A couple of days later, I’m still cracking these rocks. He called me up to see him. He said, ‘what do you think about this, [and showed] me a picture of a little country town. Can you paint that?’ 

‘I certainly can, but I’ll need some gear.’ 

He said, ‘You make a list and give it to me. In the meantime, you can paint the doors of the cells. You’re a painter anyway.’  I wrote out a list, paints and turps. Metho of course, which I drank.’”

Just like art had previously stopped him from being tipped to Goulburn, art was eventually able to get Jack out of H Division and into a regular section of the jail. For Jack, art offered a form of escape, and not just from H division.

“I wanted to escape from the clutches of the enemy, the evil scum that lock people up,” he says about making art in custody.

I want to know how Jack feels knowing that most people don’t know anything about his art, and typically only know him for the internet meme.

“It’s driving me fucking mad,” he says. “You know why? I go into a pub and they say, ‘Hey, Jack, you’re that bloke!’ I want to go into a pub without people coming up saying, ‘You’re that bloke on that democracy manifest.’ I don’t want that.’”

I ask if he’d prefer to be known as an artist. He looks pensive, though also a little annoyed. “Yeah. Not that I ever thought about it, but yeah. If you want to make me an artist, make me an artist. Not a criminal or ex-criminal.”

I also want to know where he thinks he’d be today without art. “Dead,” he says flatly. There’s a silence in which I don’t know what to say. Eventually, I ask him if his art style has changed since his release.

“Oh, I don’t know what to say, I’ve just progressed. Some of my best paintings were done in prison, but I haven’t got them. I’ve given them away to family and friends. Painting is all I do now. I don’t break the law anymore. Oh, I do I drive without a licence. But I’m an artist now. I used to be a criminal ... but no more. All I want now is to wield my brush and paint pictures. I’m a poor struggling artist. Art is beautiful. Art is wonderful. I used to wake up [and it was] the first thing I wanted to do. Leap out with a paintbrush and finish that painting that I was working on last night. Oh, it’s so good for the soul and the heart to paint. That’s what we used to do. I suppose that was what kept me at least half sane. Painting in prison.’

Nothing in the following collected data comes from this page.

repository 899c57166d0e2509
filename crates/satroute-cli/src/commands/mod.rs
// Handlers for CLI subcommands. main.rs parses arguments and dispatches here.

pub mod graph;
pub mod route;

use anyhow::{Context, Result};
use satroute_lib::{fetch_constellation, DataSource, FetchOptions, ParsedConstellation};

/// Fetch and parse the constellation, attaching the source to any failure.
pub async fn load_constellation(
    source: &DataSource,
    options: &FetchOptions,
) -> Result<ParsedConstellation> {
    fetch_constellation(source, options)
        .await
        .with_context(|| format!("failed to load constellation from {source}"))
}
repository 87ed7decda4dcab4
//! World state shared with the scheduler
//!
//! The world owns system instances and the feature-tag set the linearizer
//! filters against. It is shared across the scheduler's threads behind an
//! `Arc`, so all state here carries its own synchronization.

use crate::ecs::system::System;
use std::collections::HashSet;
use std::sync::atomic::{AtomicBool, AtomicU64, Ordering};
use std::sync::{Arc, Mutex, RwLock};

/// A game world: system owner and feature-toggle authority
pub struct World {
    tags: RwLock<HashSet<String>>,
    pending_tag_edits: Mutex<Vec<TagEdit>>,
    systems: Mutex<Vec<Arc<dyn System>>>,
    fixed_frame_id: AtomicU64,
    changed: AtomicBool,
}

enum TagEdit {
    Add(String),
    Remove(String),
}

impl Default for World {
    fn default() -> Self {
        Self::new()
    }
}

impl World {
    /// Create a world wanting only the `"base"` tag
    pub fn new() -> Self {
        let mut tags = HashSet::new();
        tags.insert("base".to_string());
        Self {
            tags: RwLock::new(tags),
            pending_tag_edits: Mutex::new(Vec::new()),
            systems: Mutex::new(Vec::new()),
            fixed_frame_id: AtomicU64::new(0),
            changed: AtomicBool::new(false),
        }
    }

    /// Enable a feature tag immediately
    pub fn add_tag(&self, tag: &str) {
        self.tags.write().unwrap().insert(tag.to_string());
    }

    /// Disable a feature tag immediately, returning whether it was set
    pub fn remove_tag(&self, tag: &str) -> bool {
        self.tags.write().unwrap().remove(tag)
    }

    /// Whether a feature tag is currently enabled
    pub fn has_tag(&self, tag: &str) -> bool {
        self.tags.read().unwrap().contains(tag)
    }

    /// Drop every feature tag
    pub fn clear_tags(&self) {
        self.tags.write().unwrap().clear();
    }

    /// The feature-toggle query used when filtering stage buckets
    pub fn wants(&self, tag: &str) -> bool {
        self.has_tag(tag)
    }

    /// Request a tag change from a task; applied at the next fixed-tick
    /// sync point rather than mid-tick
    pub fn queue_add_tag(&self, tag: &str) {
        self.pending_tag_edits
            .lock()
            .unwrap()
            .push(TagEdit::Add(tag.to_string()));
        self.mark_changed();
    }

    /// Request a tag removal from a task; applied at the next fixed-tick
    /// sync point
    pub fn queue_remove_tag(&self, tag: &str) {
        self.pending_tag_edits
            .lock()
            .unwrap()
            .push(TagEdit::Remove(tag.to_string()));
        self.mark_changed();
    }

    /// Flag that a task changed world state this tick
    pub fn mark_changed(&self) {
        self.changed.store(true, Ordering::Release);
    }

    /// End-of-tick synchronization hook for the fixed clock
    ///
    /// Applies deferred tag edits, consumes the changed marker and advances
    /// the fixed frame counter. Returns whether any task reported a change
    /// during the tick.
    pub fn end_fixed_tick(&self) -> bool {
        let edits = std::mem::take(&mut *self.pending_tag_edits.lock().unwrap());
        if !edits.is_empty() {
            let mut tags = self.tags.write().unwrap();
            for edit in edits {
                match edit {
                    TagEdit::Add(tag) => {
                        tags.insert(tag);
                    }
                    TagEdit::Remove(tag) => {
                        tags.remove(&tag);
                    }
                }
            }
        }
        self.fixed_frame_id.fetch_add(1, Ordering::AcqRel);
        self.changed.swap(false, Ordering::AcqRel)
    }

    /// Monotonically increasing count of completed fixed ticks
    pub fn fixed_frame_id(&self) -> u64 {
        self.fixed_frame_id.load(Ordering::Acquire)
    }

    /// Hand a system instance to the world; the world is the sole owner
    pub fn add_system(&self, system: Arc<dyn System>) {
        self.systems.lock().unwrap().push(system);
    }

    /// Run one-time initialization on every owned system
    pub fn init_systems(&self) {
        let systems: Vec<_> = self.systems.lock().unwrap().clone();
        for system in systems {
            system.init();
        }
    }

    /// Number of systems the world owns
    pub fn system_count(&self) -> usize {
        self.systems.lock().unwrap().len()
    }
}

#[cfg(test)]
mod tests {
    use super::*;

    #[test]
    fn test_new_world_wants_base() {
        let world = World::new();
        assert!(world.wants("base"));
        assert!(!world.wants("physics"));
    }

    #[test]
    fn test_tag_add_remove() {
        let world = World::new();
        world.add_tag("physics");
        assert!(world.has_tag("physics"));
        assert!(world.remove_tag("physics"));
        assert!(!world.has_tag("physics"));
        assert!(!world.remove_tag("physics"));
    }

    #[test]
    fn test_queued_edits_apply_at_sync_point() {
        let world = World::new();
        world.queue_add_tag("ragdoll");
        // Invisible until the tick ends
        assert!(!world.has_tag("ragdoll"));
        assert!(world.end_fixed_tick());
        assert!(world.has_tag("ragdoll"));
        // Marker was consumed
        assert!(!world.end_fixed_tick());
    }

    #[test]
    fn test_fixed_frame_id_advances() {
        let world = World::new();
        assert_eq!(world.fixed_frame_id(), 0);
        world.end_fixed_tick();
        world.end_fixed_tick();
        assert_eq!(world.fixed_frame_id(), 2);
    }
}
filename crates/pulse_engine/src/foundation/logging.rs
//! Logging utilities and structured logging support

pub use log::{debug, error, info, trace, warn};

/// Initialize the logging system
pub fn init() {
    env_logger::init();
}
//! Update groups and the stage registry
//!
//! An update group is a named phase in the per-tick execution order. Each
//! group belongs to one of the two clocks and may be marked main-thread-only,
//! in which case its tasks run inline on the driving thread instead of being
//! handed to a worker pool.

use std::collections::HashMap;

/// Timing domain an update group runs on
#[derive(Debug, Clone, Copy, PartialEq, Eq, Hash)]
pub enum Clock {
    /// Variable-rate clock driven by the caller's frame loop
    Variable,
    /// Fixed-rate clock driven by a dedicated background thread
    Fixed,
}

/// Handle to a registered update group
#[derive(Debug, Clone, Copy, PartialEq, Eq, Hash)]
pub struct GroupId(pub usize);

/// A named execution stage
#[derive(Debug, Clone)]
pub struct UpdateGroup {
    name: &'static str,
    clock: Clock,
    main_thread_only: bool,
}

impl UpdateGroup {
    /// Stage name, unique within a registry
    pub fn name(&self) -> &'static str {
        self.name
    }

    /// Which clock this stage runs on
    pub fn clock(&self) -> Clock {
        self.clock
    }

    /// Whether tasks in this stage must run on the driving thread
    pub fn main_thread_only(&self) -> bool {
        self.main_thread_only
    }
}

/// Standard stage names used by the engine's default group set
pub mod stages {
    /// Input polling, main thread
    pub const INPUT: &str = "INPUT";
    /// Frame setup after input, main thread
    pub const BEGIN: &str = "BEGIN";
    /// Variable-rate gameplay logic
    pub const GAMEPLAY: &str = "GAMEPLAY";
    /// Render preparation
    pub const BEFORE_RENDER: &str = "BEFORE_RENDER";
    /// Render command generation, main thread
    pub const RENDER: &str = "RENDER";
    /// Post-render work
    pub const AFTER_RENDER: &str = "AFTER_RENDER";
    /// End of the variable-rate frame, main thread
    pub const END: &str = "END";
    /// Fixed-rate work preceding the physics step
    pub const BEFORE_PHYSICS: &str = "BEFORE_PHYSICS";
    /// Fixed-rate physics step
    pub const PHYSICS: &str = "PHYSICS";
    /// Fixed-rate work following the physics step
    pub const AFTER_PHYSICS: &str = "AFTER_PHYSICS";
}

/// Registry of update groups defining the global stage order
///
/// Registration order is the global execution order. The registry is built
/// once at startup, before any system is registered with the scheduler, and
/// is frozen once handed to it.
#[derive(Debug, Default)]
pub struct GroupRegistry {
    groups: Vec<UpdateGroup>,
    by_name: HashMap<&'static str, GroupId>,
}

impl GroupRegistry {
    /// Create an empty registry
    pub fn new() -> Self {
        Self::default()
    }

    /// Create a registry populated with the engine's standard stages
    pub fn with_default_groups() -> Self {
        let mut registry = Self::new();
        registry.register(stages::INPUT, Clock::Variable, true);
        registry.register(stages::BEGIN, Clock::Variable, true);
        registry.register(stages::GAMEPLAY, Clock::Variable, false);
        registry.register(stages::BEFORE_PHYSICS, Clock::Fixed, false);
        registry.register(stages::PHYSICS, Clock::Fixed, false);
        registry.register(stages::AFTER_PHYSICS, Clock::Fixed, false);
        registry.register(stages::BEFORE_RENDER, Clock::Variable, false);
        registry.register(stages::RENDER, Clock::Variable, true);
        registry.register(stages::AFTER_RENDER, Clock::Variable, false);
        registry.register(stages::END, Clock::Variable, true);
        registry
    }

    /// Register a group at the end of the global order
    ///
    /// Re-registering an existing name returns the original handle and
    /// leaves the registry unchanged.
    pub fn register(&mut self, name: &'static str, clock: Clock, main_thread_only: bool) -> GroupId {
        if let Some(&id) = self.by_name.get(name) {
            return id;
        }
        let id = GroupId(self.groups.len());
        self.groups.push(UpdateGroup {
            name,
            clock,
            main_thread_only,
        });
        self.by_name.insert(name, id);
        id
    }

    /// Look up a group by name
    ///
    /// Unknown names yield `None`; callers skip unknown stages rather than
    /// failing the tick.
    pub fn lookup(&self, name: &str) -> Option<&UpdateGroup> {
        self.by_name.get(name).map(|&GroupId(index)| &self.groups[index])
    }

    /// Iterate groups in global execution order
    pub fn global_order(&self) -> impl Iterator<Item = &UpdateGroup> {
        self.groups.iter()
    }

    /// Number of registered groups
    pub fn len(&self) -> usize {
        self.groups.len()
    }

    /// Whether the registry is empty
    pub fn is_empty(&self) -> bool {
        self.groups.is_empty()
    }
}

#[cfg(test)]
mod tests {
    use super::*;

    #[test]
    fn test_lookup_unknown_returns_none() {
        let registry = GroupRegistry::with_default_groups();
        assert!(registry.lookup("NO_SUCH_STAGE").is_none());
    }

    #[test]
    fn test_default_groups_order() {
        let registry = GroupRegistry::with_default_groups();
        let order: Vec<_> = registry.global_order().map(UpdateGroup::name).collect();
        assert_eq!(order[0], stages::INPUT);
        assert!(
            order.iter().position(|&n| n == stages::PHYSICS).unwrap()
                < order.iter().position(|&n| n == stages::RENDER).unwrap()
        );
        assert_eq!(*order.last().unwrap(), stages::END);
    }

    #[test]
    fn test_register_is_idempotent() {
        let mut registry = GroupRegistry::new();
        let first = registry.register("X", Clock::Variable, false);
        let second = registry.register("X", Clock::Fixed, true);
        assert_eq!(first, second);
        assert_eq!(registry.len(), 1);
        // First registration wins
        assert_eq!(registry.lookup("X").unwrap().clock(), Clock::Variable);
    }

    #[test]
    fn test_main_thread_flags() {
        let registry = GroupRegistry::with_default_groups();
        assert!(registry.lookup(stages::INPUT).unwrap().main_thread_only());
        assert!(registry.lookup(stages::RENDER).unwrap().main_thread_only());
        assert!(!registry.lookup(stages::PHYSICS).unwrap().main_thread_only());
    }
}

“What were you trying to say with your art?” I ask.

“Oh, no, I didn’t want to say anything. I just wanted to paint beauty.”

One of Jack’s paintings, which is now in the permanent Paper Chained International art collection.

Sadly, Jack died from cancer in August 2024. You’ll be able to see more of this interview with Jack in the upcoming documentary 'Burning Down the House'.